Not every reason a person cannot meet the 80-hour monthly activity requirement is permanent. People lose housing, weather natural disasters, experience a death in the family, or hit a stretch of acute illness. The H.R.1 Medicaid community-engagement framework anticipates this through short-term hardship and good-cause exemptions. These are the safety valve of the whole system, and they are also the least understood. With enforcement beginning January 1, 2027, members need to know this option exists before they need it.

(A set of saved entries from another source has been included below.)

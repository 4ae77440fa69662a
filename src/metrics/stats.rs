/// Hit, miss and eviction counters kept by every store.
///
/// Counters only ever grow; `clear()` on a store leaves them untouched.
///
/// ```
/// use evictkit::metrics::CacheStats;
///
/// let stats = CacheStats::default();
/// assert_eq!(stats.hit_ratio(), 0.0);
///
/// let stats = CacheStats { hits: 3, misses: 1, evictions: 0 };
/// assert_eq!(stats.hit_ratio(), 0.75);
/// ```
#[derive(Debug, Default, Clone, Copy, PartialEq, Eq, Hash)]
pub struct CacheStats {
    pub hits: u64,
    pub misses: u64,
    pub evictions: u64,
}

impl CacheStats {
    /// `hits + misses`.
    #[inline]
    pub fn lookups(&self) -> u64 {
        self.hits.saturating_add(self.misses)
    }

    /// `hits / (hits + misses)`, or `0.0` before the first lookup.
    #[inline]
    pub fn hit_ratio(&self) -> f64 {
        match self.lookups() {
            0 => 0.0,
            total => self.hits as f64 / total as f64,
        }
    }

    #[inline]
    pub(crate) fn record_hit(&mut self) {
        self.hits = self.hits.saturating_add(1);
    }

    #[inline]
    pub(crate) fn record_miss(&mut self) {
        self.misses = self.misses.saturating_add(1);
    }

    #[inline]
    pub(crate) fn record_eviction(&mut self) {
        self.evictions = self.evictions.saturating_add(1);
    }
}

#[cfg(test)]
mod tests {
    use super::*;

    #[test]
    fn fresh_stats_have_zero_ratio() {
        let stats = CacheStats::default();
        assert_eq!(stats.lookups(), 0);
        assert_eq!(stats.hit_ratio(), 0.0);
    }

    #[test]
    fn ratio_tracks_counts() {
        let mut stats = CacheStats::default();
        stats.record_miss();
        assert_eq!(stats.hit_ratio(), 0.0);
        stats.record_hit();
        stats.record_hit();
        stats.record_hit();
        assert_eq!(stats.lookups(), 4);
        assert_eq!(stats.hit_ratio(), 0.75);
    }

    #[test]
    fn evictions_do_not_affect_ratio() {
        let mut stats = CacheStats::default();
        stats.record_hit();
        stats.record_eviction();
        stats.record_eviction();
        assert_eq!(stats.evictions, 2);
        assert_eq!(stats.hit_ratio(), 1.0);
    }

    #[test]
    fn counters_saturate() {
        let mut stats = CacheStats {
            hits: u64::MAX,
            misses: 0,
            evictions: u64::MAX,
        };
        stats.record_hit();
        stats.record_eviction();
        assert_eq!(stats.hits, u64::MAX);
        assert_eq!(stats.evictions, u64::MAX);
    }
}
use evictkit::policy::lfu::LfuCache;
use evictkit::traits::CacheStore;

fn main() {
    let mut cache: LfuCache<&str, String> = LfuCache::new(2);

    cache.put("a", "alpha".to_string());
    cache.put("b", "beta".to_string());

    cache.get(&"a");
    cache.put("c", "gamma".to_string());

    println!("contains a? {}", cache.contains(&"a"));
    println!("contains b? {}", cache.contains(&"b"));
    println!("frequency of a: {:?}", cache.frequency(&"a"));
}

// Expected output:
// contains a? true
// contains b? false
// frequency of a: Some(2)
//
// Explanation: capacity=2; "a" is accessed before inserting "c", so "b" is evicted.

What good cause typically covers

Short-term and good-cause exemptions are designed for temporary circumstances that make compliance impossible or unreasonable in a given month. Common qualifying situations include hospitalization or serious illness of the member, a family medical emergency or death of an immediate family member, domestic violence, homelessness or sudden loss of housing, a natural disaster or declared emergency, and severe disruptions like loss of transportation in areas without alternatives.

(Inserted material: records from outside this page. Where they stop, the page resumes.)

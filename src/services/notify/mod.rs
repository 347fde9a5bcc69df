//! Change notifications.
//!
//! Every configured channel receives each change event independently:
//! a failing channel never blocks another one, and nothing here touches
//! the fingerprint history.

mod mail;
mod telegram;

use std::time::Duration;

use async_trait::async_trait;
use chrono::Utc;
use futures::future::join_all;

use crate::error::{DeliveryError, Result};
use crate::models::{Credentials, DeliveryReport, NotificationEvent, NotifyConfig, Target};
use crate::pipeline::detect::fingerprint;

pub use mail::MailNotifier;
pub use telegram::TelegramNotifier;

/// A notification channel.
#[async_trait]
pub trait Notifier: Send + Sync {
    /// Short channel name used in logs and reports.
    fn channel(&self) -> &str;

    /// Deliver one change event.
    async fn deliver(&self, event: &NotificationEvent) -> std::result::Result<(), DeliveryError>;
}

/// Construct the channels that are both enabled and have credentials.
pub fn build_notifiers(
    credentials: &Credentials,
    config: &NotifyConfig,
) -> Result<Vec<Box<dyn Notifier>>> {
    let mut notifiers: Vec<Box<dyn Notifier>> = Vec::new();

    match (&credentials.mail, config.mail_enabled) {
        (Some(mail), true) => {
            notifiers.push(Box::new(MailNotifier::new(mail, config.timeout())?));
        }
        (None, true) => log::warn!("Mail channel enabled but no [mail] credentials, skipping"),
        (_, false) => log::info!("Mail channel disabled"),
    }

    match (&credentials.telegram, config.telegram_enabled) {
        (Some(telegram), true) => {
            notifiers.push(Box::new(TelegramNotifier::new(telegram, config.timeout())?));
        }
        (None, true) => {
            log::warn!("Telegram channel enabled but no [telegram] credentials, skipping")
        }
        (_, false) => log::info!("Telegram channel disabled"),
    }

    Ok(notifiers)
}

/// Deliver `event` to every channel, each bounded by `timeout`.
///
/// Reports come back in channel order.
pub async fn dispatch(
    notifiers: &[Box<dyn Notifier>],
    event: &NotificationEvent,
    timeout: Duration,
) -> Vec<DeliveryReport> {
    let deliveries = notifiers.iter().map(|notifier| async move {
        let channel = notifier.channel();
        log::info!(
            "Sending {channel} notification for {}",
            event.target.name
        );

        let result = match tokio::time::timeout(timeout, notifier.deliver(event)).await {
            Ok(result) => result,
            Err(_) => Err(DeliveryError::Timeout),
        };

        match &result {
            Ok(()) => log::info!("{channel} notification sent for {}", event.target.name),
            Err(e) => log::error!(
                "{channel} notification failed for {}: {e}",
                event.target.name
            ),
        }
        DeliveryReport::new(channel, result)
    });

    join_all(deliveries).await
}

/// Send a synthetic change event through every channel.
pub async fn test_channels(
    notifiers: &[Box<dyn Notifier>],
    timeout: Duration,
) -> Vec<DeliveryReport> {
    let event = NotificationEvent {
        target: Target::new("sitemon-test", "https://example.com/"),
        prior_fingerprint: Some(fingerprint(b"before")),
        new_fingerprint: fingerprint(b"after"),
        observed_at: Utc::now(),
    };
    dispatch(notifiers, &event, timeout).await
}

#[cfg(test)]
mod tests {
    use super::*;
    use std::sync::Mutex;

    struct StubNotifier {
        name: &'static str,
        result: std::result::Result<(), DeliveryError>,
        delay: Duration,
        seen: Mutex<Vec<String>>,
    }

    impl StubNotifier {
        fn new(name: &'static str, result: std::result::Result<(), DeliveryError>) -> Self {
            Self {
                name,
                result,
                delay: Duration::ZERO,
                seen: Mutex::new(Vec::new()),
            }
        }
    }

    #[async_trait]
    impl Notifier for StubNotifier {
        fn channel(&self) -> &str {
            self.name
        }

        async fn deliver(
            &self,
            event: &NotificationEvent,
        ) -> std::result::Result<(), DeliveryError> {
            tokio::time::sleep(self.delay).await;
            self.seen.lock().unwrap().push(event.new_fingerprint.clone());
            self.result.clone()
        }
    }

    fn event() -> NotificationEvent {
        NotificationEvent {
            target: Target::new("blog", "https://example.com/blog"),
            prior_fingerprint: Some("aaa1".into()),
            new_fingerprint: "bbb2".into(),
            observed_at: Utc::now(),
        }
    }

    #[tokio::test]
    async fn failing_channel_does_not_block_others() {
        let notifiers: Vec<Box<dyn Notifier>> = vec![
            Box::new(StubNotifier::new(
                "mail",
                Err(DeliveryError::AuthFailed("535".into())),
            )),
            Box::new(StubNotifier::new("telegram", Ok(()))),
        ];

        let reports = dispatch(&notifiers, &event(), Duration::from_secs(1)).await;

        assert_eq!(reports.len(), 2);
        assert_eq!(reports[0].channel, "mail");
        assert!(matches!(reports[0].error, Some(DeliveryError::AuthFailed(_))));
        assert_eq!(reports[1].channel, "telegram");
        assert!(reports[1].is_ok());
    }

    #[tokio::test]
    async fn slow_channel_times_out() {
        let mut slow = StubNotifier::new("mail", Ok(()));
        slow.delay = Duration::from_secs(5);
        let notifiers: Vec<Box<dyn Notifier>> = vec![Box::new(slow)];

        let reports = dispatch(&notifiers, &event(), Duration::from_millis(50)).await;
        assert_eq!(reports[0].error, Some(DeliveryError::Timeout));
    }

    #[tokio::test]
    async fn test_channels_reaches_every_channel() {
        let notifiers: Vec<Box<dyn Notifier>> = vec![
            Box::new(StubNotifier::new("mail", Ok(()))),
            Box::new(StubNotifier::new("telegram", Ok(()))),
        ];
        let reports = test_channels(&notifiers, Duration::from_secs(1)).await;
        assert!(reports.iter().all(DeliveryReport::is_ok));
    }

    #[test]
    fn build_skips_unconfigured_channels() {
        let notifiers = build_notifiers(&Credentials::default(), &NotifyConfig::default()).unwrap();
        assert!(notifiers.is_empty());
    }

    #[test]
    fn build_respects_disabled_channels() {
        let credentials: Credentials = toml::from_str(
            r#"
            [telegram]
            bot_token = "123:ABC"
            chat_id = "-100"
            "#,
        )
        .unwrap();

        let enabled = build_notifiers(&credentials, &NotifyConfig::default()).unwrap();
        assert_eq!(enabled.len(), 1);
        assert_eq!(enabled[0].channel(), "telegram");

        let config = NotifyConfig {
            telegram_enabled: false,
            ..NotifyConfig::default()
        };
        assert!(build_notifiers(&credentials, &config).unwrap().is_empty());
    }
}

Unlike a disability or tribal exemption, good cause is usually granted month to month. It does not permanently remove the requirement; it pauses it while the crisis lasts. That design is humane, but it also means the member may have to invoke it repeatedly, and each invocation is another chance for the process to fail.

Why the safety valve gets stuck

The central problem is awareness. A member in the middle of an eviction or a hospital stay is not reading the fine print of a Medicaid notice. Many never learn that good cause exists, so they simply miss their reporting deadline and are disenrolled as if they had no reason. The Arkansas experience showed how quickly this happens: of the roughly 18,000 who lost coverage, about one in four were removed for procedural reasons, many of whom likely had a valid reason they never got to state.

Timing compounds the problem. Good cause often must be claimed within a narrow window tied to the missed activity, and a member in crisis is the least able to act within a deadline. If the claim has to be filed through an online portal during the very disruption it is meant to address, the design works against itself.

Making good cause actually reachable

States should accept good-cause claims through multiple channels, including phone, in person, and through trusted intermediaries like FQHCs and shelters, not only an online portal. Outreach should explicitly name common hardships so members recognize their own situation, and it should appear in plain language and the member's preferred language. Plans and providers can train front-line staff to recognize a member in crisis and file or assist with a good-cause claim on the spot.

A safety valve only protects people if they can reach it under pressure. The work to make short-term hardship exemptions usable has to happen before the next eviction notice, hospital admission, or storm, which means before the notice window opens between June 30 and August 31, 2026.